Diagnoses in this naturalistic study were made by clinicians rather than by researchers with structured interviews. Given that only 35 percent of released inmates not on the MHSNR carried substance use disorder diagnoses, when a national survey of substance abuse among prisoners showed a prevalence of more than 50 percent for substance use disorders,34 our study may undercount the prevalence of substance use disorders among New Jersey's released prisoners, especially inmates not on the MHSNR. In 2016, in a deliberate effort to improve its assessment and treatment of substance use disorder, UCHC began using a structured assessment of substance use disorders (Texas Christian University Drug Screen V) on all inmates at intake. Until that time, it may have been true that only inmates on the MHSNR received sufficient attention to fully assess for substance use disorders. Given this study's principal finding that substance use is associated with criminal recidivism, an undercounting of substance use disorders would underestimate the strength of this association, narrowing the gap between the recidivism of those with substance use disorders and those without. This speculation presumes, however, that the additional group of people identifiable by the new screening instrument would have had no relevant distinctions from the group of people identified by clinical diagnosis alone. This is an empiric question, one that cannot be settled without the data.

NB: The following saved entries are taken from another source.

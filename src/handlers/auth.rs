// src/handlers/auth.rs

use std::sync::Arc;

use axum::{Extension, Json, extract::State, http::StatusCode, response::IntoResponse};
use serde_json::json;
use validator::Validate;

use crate::{
    config::Config,
    error::AppError,
    models::user::{CreateUserRequest, LoginRequest, User},
    store::users::{UserConflict, UserStore},
    utils::{
        hash::{hash_password, verify_password},
        jwt::{Claims, sign_jwt},
    },
};

/// Registers a new user.
///
/// Hashes the password using Argon2 before storing it.
/// Returns 201 Created with a token and the user object (excluding password).
pub async fn register(
    State(users): State<Arc<UserStore>>,
    State(config): State<Config>,
    Json(payload): Json<CreateUserRequest>,
) -> Result<impl IntoResponse, AppError> {
    payload.validate()?;

    let username = payload.username.trim();
    let hashed_password = hash_password(&payload.password)?;

    let user = users
        .insert(username, payload.email.trim(), hashed_password)
        .await
        .map_err(|conflict| match conflict {
            UserConflict::Email => {
                AppError::Conflict("An account with this email already exists".to_string())
            }
            UserConflict::Username => {
                AppError::Conflict(format!("Username '{}' already exists", username))
            }
        })?;

    tracing::info!("Registered user {} ({})", user.id, user.username);

    let token = issue_token(&user, &config)?;

    Ok((
        StatusCode::CREATED,
        Json(json!({
            "message": "User registered successfully",
            "token": token,
            "user": user,
        })),
    ))
}

/// Authenticates a user and returns a JWT token.
///
/// Verifies the email and password against the user store.
/// If valid, signs a JWT token carrying the user's ID.
pub async fn login(
    State(users): State<Arc<UserStore>>,
    State(config): State<Config>,
    Json(payload): Json<LoginRequest>,
) -> Result<impl IntoResponse, AppError> {
    payload.validate()?;

    let user = users
        .find_by_email(payload.email.trim())
        .await
        .ok_or(AppError::AuthError("Invalid credentials".to_string()))?;

    if !verify_password(&payload.password, &user.password)? {
        return Err(AppError::AuthError("Invalid credentials".to_string()));
    }

    let token = issue_token(&user, &config)?;

    Ok(Json(json!({
        "message": "Login successful",
        "token": token,
        "user": user,
    })))
}

/// Returns the authenticated user, including their email.
pub async fn me(
    State(users): State<Arc<UserStore>>,
    Extension(claims): Extension<Claims>,
) -> Result<impl IntoResponse, AppError> {
    let user = users
        .get(claims.user_id()?)
        .await
        .ok_or(AppError::NotFound("User not found".to_string()))?;

    Ok(Json(user))
}

fn issue_token(user: &User, config: &Config) -> Result<String, AppError> {
    sign_jwt(
        user.id,
        &user.username,
        &config.jwt_secret,
        config.jwt_expiration,
    )
}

We did not differentiate among the various substance use disorders and their associated recidivism. Such stratification might not have been useful because organizational continuous quality-improvement data related to frequency of substance use disorder diagnoses in the NJDOC revealed that many inmates with substance use disorders had problems with more than one substance. The Bureau of Justice study by Mumola and Karberg34 on substance use disorders among prisoners similarly revealed the commonness of multiple substances of abuse.
Aside from substance use disorders and mental illness, the groups may have differed in terms of other factors predictive of crime, including age, gender, criminal history, and gang membership. This limits the extent to which we can conclude that substance-related problems alone account for the observed differences in recidivism rates.
Despite these limitations, the results support the efforts of the NJDOC and the UCHC to aggressively address substance use disorders in prisoners. For example, the NJDOC offers a licensed, residential, substance use disorder treatment program for its inmates as well as less intensive substance use disorder “outpatient” programs at all facilities. UCHC provides comprehensive medication-assisted treatment for substance use disorders, both during incarceration and in anticipation of release. A New Jersey grant program provides peer navigator services for releasing inmates with opioid use disorder who choose to participate in the service. We look forward to assessing and reporting whether our efforts in this area are associated with reduced recidivism.
Footnotes
Disclosures of financial or other potential conflicts of interest: None.